Battelle needs to be careful, however. If the sites he represents put a lot of weight on the $100M rumor, sooner or later, they’ll ask, why use Federated Media… why not go direct (to marketers and agencies). This is what I talked about in The curse of ad representation.

M&A vs. Funding - So, what is FM Worth?

According to MergerMarket, via TechCrunch in a March 2007 article, FM’s revenues were $4.5M in 2006, with forecasts of $30M in 2007. FM probably pays out 30-80% out to sites he represents.

COO Jason Weisberger said “If Federated Media keeps performing the way we’ve predicted in 2007, it would be a really ripe time for a media player who understands this space to buy us now rather than having to buy us for a whole lot more later.” The article also said “While he was unsure how much Federated might sell for, Weisberger said similar companies have gotten 8x to 10x gross revenue…Another possible valuation for a sale of the company is a multiple of 25x EBITDA.”

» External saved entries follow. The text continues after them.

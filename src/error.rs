use std::path::PathBuf;
use thiserror::Error;

/// Site generation error types
#[derive(Error, Debug)]
pub enum SiteError {
    #[error("Failed to list files under {root}")]
    List {
        root: PathBuf,
        #[source]
        source: walkdir::Error,
    },

    #[error("Failed to read {path}")]
    Read {
        path: PathBuf,
        #[source]
        source: std::io::Error,
    },

    #[error("Failed to write {path}")]
    Write {
        path: PathBuf,
        #[source]
        source: std::io::Error,
    },

    #[error("Failed to create directory: {path}")]
    CreateDir {
        path: PathBuf,
        #[source]
        source: std::io::Error,
    },

    #[error("No space left on device for {path}")]
    DiskFull { path: PathBuf },

    #[error("Invalid relative path: {path}")]
    InvalidPath { path: String },

    #[error("Template {path} is not valid UTF-8")]
    InvalidUtf8 {
        path: String,
        #[source]
        source: std::string::FromUtf8Error,
    },

    #[error("Failed to compress {path}")]
    Compress {
        path: String,
        #[source]
        source: std::io::Error,
    },

    #[error("Asset map has not been built yet")]
    MapNotBuilt,

    #[error("Asset not fingerprinted: {path}")]
    AssetNotFound { path: String },

    #[error("Failed to parse template {path}")]
    TemplateParse {
        path: String,
        #[source]
        source: Box<handlebars::TemplateError>,
    },

    #[error("Template {name} loaded from both {first} and {second}")]
    DuplicateTemplate {
        name: String,
        first: String,
        second: String,
    },

    #[error("Template not found: {name}")]
    TemplateNotFound { name: String },

    #[error("Failed to render template {name}")]
    Render {
        name: String,
        #[source]
        source: Box<handlebars::RenderError>,
    },

    #[error("Failed to serialize data for {output}")]
    Data {
        output: String,
        #[source]
        source: serde_json::Error,
    },

    #[error("Output directory not set")]
    MissingOutputDir,

    #[error("No template directory configured")]
    NoTemplateDir,

    #[error("IO error: {0}")]
    Io(#[from] std::io::Error),
}

/// Result alias used throughout the crate
pub type Result<T, E = SiteError> = std::result::Result<T, E>;
//! Template loading and rendering on top of Handlebars.
//!
//! Templates are named after their file name without extension
//! (`/pages/index.html` → `index`) and can include each other as partials.
//! The registry runs in strict mode, so referencing data that is not present
//! fails the render instead of producing empty output. Values are written
//! as-is: no HTML escaping is applied, since outputs are not only HTML.

use std::collections::BTreeMap;
use std::sync::Arc;

use handlebars::{Context, Handlebars, Helper, HelperDef, RenderContext, RenderError, ScopedJson};
use regex::Regex;
use serde::Serialize;
use serde_json::Value;
use tracing::{debug, info};

use crate::error::{Result, SiteError};
use crate::resolver::AssetResolver;
use crate::storage::{FileReader, FileWriter};

/// Name under which the asset URL resolver is exposed to templates
pub const STATIC_FUNCTION: &str = "static";

/// A function callable from templates, e.g. `{{shout title}}`
pub type TemplateFn = dyn Fn(&[Value]) -> std::result::Result<Value, String> + Send + Sync;

/// Adapts a [`TemplateFn`] to a Handlebars helper
struct FunctionHelper {
    name: String,
    func: Box<TemplateFn>,
}

impl HelperDef for FunctionHelper {
    fn call_inner<'reg: 'rc, 'rc>(
        &self,
        h: &Helper<'reg, 'rc>,
        _: &'reg Handlebars<'reg>,
        _: &'rc Context,
        _: &mut RenderContext<'reg, 'rc>,
    ) -> std::result::Result<ScopedJson<'reg, 'rc>, RenderError> {
        let args: Vec<Value> = h.params().iter().map(|p| p.value().clone()).collect();
        (self.func)(&args)
            .map(ScopedJson::Derived)
            .map_err(|msg| RenderError::new(format!("{}: {}", self.name, msg)))
    }
}

/// Predicate selecting which input files are loaded as templates
#[derive(Debug, Clone)]
pub enum TemplateMatcher {
    /// Paths ending in the suffix, with at least one character before it
    Suffix(String),
    /// Paths matching a regular expression
    Pattern(Regex),
}

impl TemplateMatcher {
    pub fn is_match(&self, path: &str) -> bool {
        match self {
            Self::Suffix(suffix) => path.len() > suffix.len() + 1 && path.ends_with(suffix.as_str()),
            Self::Pattern(re) => re.is_match(path),
        }
    }
}

impl Default for TemplateMatcher {
    fn default() -> Self {
        Self::Suffix(".html".to_string())
    }
}

/// Template name for a file path: its file name with the last extension removed
pub fn template_name(path: &str) -> &str {
    let file_name = path.rsplit('/').next().unwrap_or(path);
    match file_name.rfind('.') {
        Some(idx) => &file_name[..idx],
        None => file_name,
    }
}

/// Loads templates from one tree and renders them into another
pub struct TemplateRenderer {
    registry: Handlebars<'static>,
    /// Template name → path it was loaded from
    sources: BTreeMap<String, String>,
    input: Box<dyn FileReader>,
    output: Box<dyn FileWriter>,
}

impl TemplateRenderer {
    pub fn new(input: impl FileReader + 'static, output: impl FileWriter + 'static) -> Self {
        let mut registry = Handlebars::new();
        registry.set_strict_mode(true);
        registry.register_escape_fn(handlebars::no_escape);

        Self {
            registry,
            sources: BTreeMap::new(),
            input: Box::new(input),
            output: Box::new(output),
        }
    }

    /// Expose a single function to every template
    pub fn register_function<F>(&mut self, name: &str, func: F)
    where
        F: Fn(&[Value]) -> std::result::Result<Value, String> + Send + Sync + 'static,
    {
        self.register_functions([(name.to_string(), Box::new(func) as Box<TemplateFn>)]);
    }

    /// Expose named functions to every template; later registrations replace earlier ones
    pub fn register_functions<I>(&mut self, funcs: I)
    where
        I: IntoIterator<Item = (String, Box<TemplateFn>)>,
    {
        for (name, func) in funcs {
            debug!(function = %name, "Registered template function");
            self.registry.register_helper(
                &name,
                Box::new(FunctionHelper {
                    name: name.clone(),
                    func,
                }),
            );
        }
    }

    /// Expose `resolver` to templates as `{{static "/path"}}`
    pub fn set_asset_resolver(&mut self, resolver: Arc<dyn AssetResolver>) {
        self.register_function(STATIC_FUNCTION, move |args| match args {
            [Value::String(path)] => resolver
                .resolve_url(path)
                .map(Value::String)
                .map_err(|e| e.to_string()),
            _ => Err("expected exactly one asset path string".to_string()),
        });
    }

    /// Load every input file accepted by `matcher`.
    ///
    /// Stops at the first file that fails to read or parse.
    pub fn load_matching(&mut self, matcher: &TemplateMatcher) -> Result<usize> {
        let files = self.input.list()?;
        let mut loaded = 0;

        for file in files.iter().filter(|f| matcher.is_match(f)) {
            self.load_one(template_name(file), file)?;
            loaded += 1;
        }

        info!(templates = loaded, "Loaded templates");
        Ok(loaded)
    }

    /// Load a single file under an explicit name.
    ///
    /// Reloading the same path under the same name replaces the template;
    /// loading a different path under a taken name is an error.
    pub fn load_one(&mut self, name: &str, path: &str) -> Result<()> {
        if let Some(first) = self.sources.get(name) {
            if first != path {
                return Err(SiteError::DuplicateTemplate {
                    name: name.to_string(),
                    first: first.clone(),
                    second: path.to_string(),
                });
            }
        }

        let data = self.input.read(path)?;
        let source = String::from_utf8(data).map_err(|source| SiteError::InvalidUtf8 {
            path: path.to_string(),
            source,
        })?;

        self.registry
            .register_template_string(name, source)
            .map_err(|e| SiteError::TemplateParse {
                path: path.to_string(),
                source: Box::new(e),
            })?;

        self.sources.insert(name.to_string(), path.to_string());
        debug!(template = name, path, "Loaded template");
        Ok(())
    }

    pub fn has_template(&self, name: &str) -> bool {
        self.registry.has_template(name)
    }

    /// Names of all loaded templates, sorted
    pub fn template_names(&self) -> Vec<&str> {
        self.sources.keys().map(String::as_str).collect()
    }

    /// Render a loaded template against `data`
    pub fn render_to_bytes<T>(&self, name: &str, data: &T) -> Result<Vec<u8>>
    where
        T: Serialize,
    {
        if !self.has_template(name) {
            return Err(SiteError::TemplateNotFound {
                name: name.to_string(),
            });
        }

        self.registry
            .render(name, data)
            .map(String::into_bytes)
            .map_err(|e| SiteError::Render {
                name: name.to_string(),
                source: Box::new(e),
            })
    }

    /// Render a loaded template and write the result to `output_path`
    pub fn render_to_output<T>(&self, output_path: &str, name: &str, data: &T) -> Result<usize>
    where
        T: Serialize,
    {
        let rendered = self.render_to_bytes(name, data)?;
        self.output.write(output_path, &rendered)?;
        debug!(template = name, output = output_path, bytes = rendered.len(), "Rendered page");
        Ok(rendered.len())
    }
}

If FM owned the content, audience and technology, this is all plausible and feasible. But 25x EBITDA is too rich for an ad network that lacks technology. The article continued:

There was a laundry list of possible acquirers mentioned by Weisberger, including media companies (AOL, CBS, Google, IAC/Interactive, Fox, Yahoo were mentioned) and advertising agencies (Universal McCann, Ogilvy & Mathers, aQuantive, Saatchi & Saatchi, and TBWA/Chiat/Day).

While media companies such as AOL, CBS, IAC, News Corp. and Yahoo! are potential homes, advertising agencies are not at all going to be buying FM, or any content site. The reason is simple: there needs to be a Chinese Wall between media planning/buying (what ad agencies do) and owning the sites that they place ads on (FM’s sites). This is why today ad agencies do not own TV stations, radio stations, magazines or billboards. The conflict of interest would be immeasurable.

But the fact remains, a company like CNET might be interested, because it gives them access (rights) to a lot of great blogs without having to worry about the overhead etc.

In light of this, I think I understand why Battelle does not want to sell (presuming the $100M offer is actually legitimate).

Since talent poses a flight risk in any M&A but is usually invigorated by a funding round (change in ownership vs. more resources) and he lacks technology, I suspect he plans on raising more money to develop some technology. That would change the complexion of his company and jack up the price to revenue and price to sales multiples he could command.

But, the flip side is that by raising $50M on a $125M value, he might make his company unsellable because he would:

- in the process lose majority control and
- getting a 5x or 10x - let alone a 100x - return will make it very hard for Battelle to pull off.

Of course, because:

- Battelle won’t be running out of money any time soon
- His moneymen are richer than God
- Online advertising is booming
- FM diversify and move into non-tech verticals
- FM can build technology first
- FM can buy some sites to own the content,

then I suspect he won’t sell. Is he right to do that? Only Battelle knows the answer. But bear in mind that once he starts to invest in all of those areas, his costs will shoot up, his margins will suffer and his profitability will take a hit. In turn, that affects his P/E and P/S and all this work might not sufficiently raise the value of his company (when you take into account the time value of money).

If I were Battelle, I could think of 3-5 creative ways to considerably drive up revenues and create value. But it’s not my place to suggest those, frankly… and this post is getting long enough as it is.

History Repeats Itself?

In the end, Battelle seems to want to make up for the fact that he did not strike vast riches with the Industry Standard… which is fine and respectable. But you know the saying: Those who do not learn from history are bound to repeat it.